*** Records for processing ***

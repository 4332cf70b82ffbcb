//! Grounded prompt assembly and answer post-processing.
//!
//! # Prompt layout
//!
//! ```text
//! system:    <instruction>
//!
//!            Context passages:
//!
//!            [1] (PDF: manual.pdf, page 12) (relevance: 0.82)
//!            <passage text>
//!
//!            [2] (Web: https://…) (relevance: 0.64)
//!            <passage text>
//! user/assistant: last `max_history` turns, oldest first
//! user:      <query>
//! ```
//!
//! Passages are placed in rank order until `max_context_chars` is spent.
//! The first passage is always placed, truncated if it alone exceeds the
//! budget. Only placed passages get a marker, so only they can be cited.
//!
//! # Post-processing
//!
//! [`finalize_answer`] maps `[n]` / `[n, m]` markers in the model output
//! back to source URIs, and marks the answer grounded only when at least
//! one marker resolved and the text carries none of the fixed
//! "insufficient information" phrases.

use std::collections::BTreeSet;
use std::sync::OnceLock;

use regex::{Regex, RegexSet};

use crate::llm::ChatMessage;
use crate::models::{AnswerResult, AnswerStatus, ConversationTurn, RetrievedPassage, Role};
use crate::text::{floor_char_boundary, straighten_quotes};

pub const SYSTEM_INSTRUCTION: &str = "You are an assistant that answers questions about \
university policies. Answer ONLY from the context passages below. Cite every passage you \
use with its bracketed number, for example [1] or [2, 3]. If the passages do not contain \
the answer, say: \"I don't have enough information about this in the policy documents.\" \
Do not use outside knowledge and do not guess.";

const TRUNCATION_NOTE: &str = "[Context truncated]";

#[derive(Debug, Clone)]
pub struct PromptConfig {
    /// Most recent conversation turns included in the prompt.
    pub max_history: usize,
    /// Character budget for the passage block.
    pub max_context_chars: usize,
    pub system_instruction: String,
}

impl Default for PromptConfig {
    fn default() -> Self {
        Self {
            max_history: 10,
            max_context_chars: 4000,
            system_instruction: SYSTEM_INSTRUCTION.to_string(),
        }
    }
}

/// A passage that made it into the prompt, addressable as `[marker]`.
#[derive(Debug, Clone, PartialEq)]
pub struct PlacedSource {
    pub marker: usize,
    pub chunk_id: String,
    pub source_uri: String,
}

#[derive(Debug, Clone)]
pub struct Prompt {
    pub messages: Vec<ChatMessage>,
    /// `sources[i].marker == i + 1`.
    pub sources: Vec<PlacedSource>,
    /// True when some passages did not fit the budget.
    pub truncated: bool,
}

pub fn build_prompt(
    query: &str,
    passages: &[RetrievedPassage],
    history: &[ConversationTurn],
    config: &PromptConfig,
) -> Prompt {
    let mut context = String::new();
    let mut used = 0usize;
    let mut sources = Vec::new();
    let mut truncated = false;

    for passage in passages {
        let marker = sources.len() + 1;
        let block = format!(
            "[{}] ({}) (relevance: {:.2})\n{}\n\n",
            marker,
            passage.label(),
            passage.similarity_score,
            passage.text.trim()
        );
        let block_chars = block.chars().count();

        if used + block_chars > config.max_context_chars {
            truncated = true;
            if !sources.is_empty() {
                break;
            }
            let cut = char_prefix(&block, config.max_context_chars);
            context.push_str(cut.trim_end());
            context.push_str("\n\n");
        } else {
            context.push_str(&block);
            used += block_chars;
        }

        sources.push(PlacedSource {
            marker,
            chunk_id: passage.chunk_id.clone(),
            source_uri: passage.source_uri.clone(),
        });
        if truncated {
            break;
        }
    }
    if truncated {
        context.push_str(TRUNCATION_NOTE);
    }

    let mut messages = Vec::with_capacity(history.len().min(config.max_history) + 2);
    messages.push(ChatMessage::system(format!(
        "{}\n\nContext passages:\n\n{}",
        config.system_instruction,
        context.trim_end()
    )));

    let tail = history.len().saturating_sub(config.max_history);
    for turn in &history[tail..] {
        messages.push(match turn.role {
            Role::User => ChatMessage::user(turn.text.clone()),
            Role::Assistant => ChatMessage::assistant(turn.text.clone()),
        });
    }
    messages.push(ChatMessage::user(query));

    Prompt {
        messages,
        sources,
        truncated,
    }
}

/// Turn raw model output into an [`AnswerResult`].
pub fn finalize_answer(raw: &str, prompt: &Prompt) -> AnswerResult {
    let text = raw.trim().to_string();
    let citations = extract_citations(&text, &prompt.sources);
    let grounded = !citations.is_empty() && !signals_insufficient(&text);
    AnswerResult {
        text,
        citations,
        grounded,
        status: AnswerStatus::Answered,
    }
}

/// Source URIs referenced by `[n]` or `[n, m, ...]` markers in `text`.
/// Markers that do not match a placed source are ignored.
pub fn extract_citations(text: &str, sources: &[PlacedSource]) -> BTreeSet<String> {
    let mut cited = BTreeSet::new();
    for caps in marker_regex().captures_iter(text) {
        for n in caps[1].split(',') {
            let Ok(n) = n.trim().parse::<usize>() else {
                continue;
            };
            if let Some(source) = n.checked_sub(1).and_then(|i| sources.get(i)) {
                cited.insert(source.source_uri.clone());
            }
        }
    }
    cited
}

/// Whether the text admits the passages were insufficient.
pub fn signals_insufficient(text: &str) -> bool {
    insufficient_patterns().is_match(&straighten_quotes(text))
}

fn marker_regex() -> &'static Regex {
    static RE: OnceLock<Regex> = OnceLock::new();
    RE.get_or_init(|| {
        Regex::new(r"\[\s*(\d+(?:\s*,\s*\d+)*)\s*\]").expect("citation marker pattern is valid")
    })
}

fn insufficient_patterns() -> &'static RegexSet {
    static SET: OnceLock<RegexSet> = OnceLock::new();
    SET.get_or_init(|| {
        RegexSet::new([
            r"(?i)\b(don't|do not|doesn't|does not) (have|contain|provide) (enough|sufficient|any) (information|details|context)",
            r"(?i)\bnot enough (information|context|detail)",
            r"(?i)\binsufficient (information|context|evidence)",
            r"(?i)\b(cannot|can't|unable to) (find|answer|determine|locate)\b",
            r"(?i)\bno (relevant )?information (about|on|regarding)\b",
            r"(?i)\bnot (mentioned|covered|addressed|specified) in the (provided )?(context|passages|documents)",
        ])
        .expect("insufficiency patterns are valid")
    })
}

fn char_prefix(s: &str, max_chars: usize) -> &str {
    match s.char_indices().nth(max_chars) {
        Some((i, _)) => &s[..floor_char_boundary(s, i)],
        None => s,
    }
}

*** End of Records for processing ***

- [Task goal] Reproduce every line of the material above that has the string "user".

- [Response]
//! user/assistant: last `max_history` turns, oldest first
//! user:      <query>
            Role::User => ChatMessage::user(turn.text.clone()),
    messages.push(ChatMessage::user(query));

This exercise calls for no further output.